(Required action)
Output, without alteration, the first line of the entries and each line after it, stopping with the line that contains "an informational line".

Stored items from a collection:
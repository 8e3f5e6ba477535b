//! Exit codes for the CLI

use relnotes_core::RelnotesError;

/// Success
pub const SUCCESS: u8 = 0;

/// General error
pub const ERROR: u8 = 1;

/// Configuration error
pub const CONFIG_ERROR: u8 = 2;

/// Exit code for an error returned by a command
pub fn for_error(error: &anyhow::Error) -> u8 {
    match error.downcast_ref::<RelnotesError>() {
        Some(RelnotesError::Config(_)) => CONFIG_ERROR,
        _ => ERROR,
    }
}
//! Terminal output helpers
//!
//! Status lines go to stderr so that notes printed to stdout can be piped.

use console::{style, Style};

/// Print a success line
pub fn success(message: &str) {
    eprintln!("{} {}", style("✓").green().bold(), message);
}

/// Print an error line
pub fn error(message: &str) {
    eprintln!("{} {}", style("✗").red().bold(), message);
}

/// Print an informational line
pub fn info(message: &str) {
    eprintln!("{} {}", style("→").blue(), message);
}

/// Bold heading for listings
pub fn heading(text: &str) -> String {
    style(text).bold().to_string()
}

/// One preset row: name (padded), marker for the default, description
pub fn preset_row(name: &str, description: &str, is_default: bool) -> String {
    let marker = if is_default {
        style("*").green().to_string()
    } else {
        " ".to_string()
    };
    format!("  {} {:<20} {}", marker, style(name).cyan(), style(description).dim())
}

pub fn version_style() -> Style {
    Style::new().green().bold()
}

pub fn path_style() -> Style {
    Style::new().cyan()
}
//! Error types for relnotes

use std::path::PathBuf;
use thiserror::Error;

/// Result type alias using RelnotesError
pub type Result<T> = std::result::Result<T, RelnotesError>;

/// Boxed error returned by user-supplied callbacks
pub type BoxError = Box<dyn std::error::Error + Send + Sync + 'static>;

/// Code attached to errors raised when a preset or config cannot be resolved
pub const MODULE_NOT_FOUND: &str = "MODULE_NOT_FOUND";

/// Main error type for relnotes operations
#[derive(Debug, Error)]
pub enum RelnotesError {
    /// Configuration-related errors
    #[error(transparent)]
    Config(#[from] ConfigError),

    /// Changelog-related errors
    #[error(transparent)]
    Changelog(#[from] ChangelogError),

    /// Repository URL errors
    #[error(transparent)]
    Host(#[from] HostError),

    /// IO errors
    #[error("IO error: {0}")]
    Io(#[from] std::io::Error),

    /// JSON parsing error
    #[error("JSON parsing error: {0}")]
    Json(#[from] serde_json::Error),
}

/// Configuration-related errors
#[derive(Debug, Error)]
pub enum ConfigError {
    /// Configuration file not found
    #[error("Configuration file not found at {0}")]
    NotFound(PathBuf),

    /// Named preset cannot be resolved
    #[error("Preset: \"{0}\" does not exist")]
    PresetNotFound(String),

    /// Custom config cannot be resolved
    #[error("Config: \"{0}\" does not exist")]
    ConfigNotFound(String),

    /// Invalid configuration value
    #[error("Invalid configuration: {field} - {message}")]
    InvalidValue { field: String, message: String },

    /// A configured regular expression does not compile
    #[error("Invalid pattern in {field}: {source}")]
    InvalidPattern {
        field: String,
        #[source]
        source: regex::Error,
    },

    /// YAML parsing error
    #[error("YAML parsing error: {0}")]
    YamlError(#[from] serde_yaml::Error),

    /// TOML parsing error
    #[error("TOML parsing error: {0}")]
    TomlError(#[from] toml::de::Error),

    /// JSON parsing error
    #[error("JSON parsing error: {0}")]
    JsonError(#[from] serde_json::Error),

    /// IO error
    #[error("IO error reading config: {0}")]
    Io(#[from] std::io::Error),
}

impl ConfigError {
    /// Identifying code for errors that callers match on
    pub fn code(&self) -> Option<&'static str> {
        match self {
            Self::PresetNotFound(_) | Self::ConfigNotFound(_) => Some(MODULE_NOT_FOUND),
            _ => None,
        }
    }
}

/// Changelog-related errors
#[derive(Debug, Error)]
pub enum ChangelogError {
    /// A commit transform callback failed; the message is the callback's own
    #[error("{0}")]
    Transform(#[source] BoxError),

    /// Failed to render the document
    #[error("Failed to render release notes: {0}")]
    RenderFailed(String),
}

/// Repository URL resolution errors
#[derive(Debug, Error)]
pub enum HostError {
    /// URL could not be understood
    #[error("Unsupported repository URL: {0}")]
    UnsupportedUrl(String),

    /// URL has no owner/repository path
    #[error("Repository URL has no owner/name path: {0}")]
    MissingPath(String),
}

impl RelnotesError {
    /// Identifying code, if the underlying error carries one
    pub fn code(&self) -> Option<&'static str> {
        match self {
            Self::Config(e) => e.code(),
            _ => None,
        }
    }
}

#[cfg(test)]
mod tests {
    use super::*;

    #[test]
    fn test_preset_not_found_code() {
        let err: RelnotesError = ConfigError::PresetNotFound("unknown-preset".to_string()).into();
        assert_eq!(err.code(), Some(MODULE_NOT_FOUND));
        assert!(err.to_string().contains("Preset: \"unknown-preset\" does not exist"));
    }

    #[test]
    fn test_only_missing_modules_carry_a_code() {
        let err: RelnotesError = ConfigError::ConfigNotFound("./missing.yaml".to_string()).into();
        assert_eq!(err.code(), Some(MODULE_NOT_FOUND));

        let err: RelnotesError = ConfigError::InvalidValue {
            field: "writer_opts.hash_length".to_string(),
            message: "must be positive".to_string(),
        }
        .into();
        assert_eq!(err.code(), None);
    }

    #[test]
    fn test_transform_error_keeps_message() {
        let source: BoxError = "Test error".into();
        let err: RelnotesError = ChangelogError::Transform(source).into();
        assert_eq!(err.to_string(), "Test error");
        assert_eq!(err.code(), None);
    }
}
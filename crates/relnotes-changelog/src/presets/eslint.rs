//! ESLint preset: `Tag: message` headers, one section per tag

use relnotes_core::config::{ChangelogConfig, GroupSort, ParserOptions, WriterOptions};

pub(super) fn config() -> ChangelogConfig {
    ChangelogConfig {
        parser_opts: ParserOptions {
            header_pattern: r"^(\w*):\s*(.*)$".to_string(),
            header_correspondence: vec!["tag".to_string(), "message".to_string()],
            ..Default::default()
        },
        writer_opts: WriterOptions {
            group_by: "tag".to_string(),
            subject_field: "message".to_string(),
            types: Vec::new(),
            unmapped_as_sections: true,
            commit_groups_sort: GroupSort::Title,
            commits_sort: vec!["tag".to_string(), "message".to_string()],
            hash_length: Some(7),
            ..Default::default()
        },
    }
}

(Reply)
repository 8e3f5e6ba477535b
//! Exit codes for the CLI

use relnotes_core::RelnotesError;

/// Success
pub const SUCCESS: u8 = 0;

/// General error
pub const ERROR: u8 = 1;

/// Configuration error
pub const CONFIG_ERROR: u8 = 2;

/// Exit code for an error returned by a command
pub fn for_error(error: &anyhow::Error) -> u8 {
    match error.downcast_ref::<RelnotesError>() {
        Some(RelnotesError::Config(_)) => CONFIG_ERROR,
        _ => ERROR,
    }
}
//! Terminal output helpers
//!
//! Status lines go to stderr so that notes printed to stdout can be piped.

use console::{style, Style};

/// Print a success line
pub fn success(message: &str) {
    eprintln!("{} {}", style("✓").green().bold(), message);
}

/// Print an error line
pub fn error(message: &str) {
    eprintln!("{} {}", style("✗").red().bold(), message);
}

/// Print an informational line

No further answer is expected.